** Opening SUPPLIED MATERIAL block **
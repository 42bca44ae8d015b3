use serde::{Deserialize, Serialize};

/// Error body sent for every failed request.
///
/// `status` repeats the HTTP status for clients that only read the body.
#[derive(Debug, Clone, PartialEq, Eq, Serialize, Deserialize)]
pub struct ErrorResponse {
    pub status: u16,
    pub code: String,
    pub message: String,
}

impl ErrorResponse {
    pub fn new(status: u16, code: &str, message: &str) -> Self {
        Self {
            status,
            code: code.to_string(),
            message: message.to_string(),
        }
    }
}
** Closing SUPPLIED MATERIAL block **
Each entry above must be printed exactly as written.

OUTPUT OF THE EXERCISE:
repository 42bca44ae8d015b3
use serde::{Deserialize, Serialize};

/// Error body sent for every failed request.
///
/// `status` repeats the HTTP status for clients that only read the body.
#[derive(Debug, Clone, PartialEq, Eq, Serialize, Deserialize)]
pub struct ErrorResponse {
    pub status: u16,
    pub code: String,
    pub message: String,
}

impl ErrorResponse {
    pub fn new(status: u16, code: &str, message: &str) -> Self {
        Self {
            status,
            code: code.to_string(),
            message: message.to_string(),
        }
    }
}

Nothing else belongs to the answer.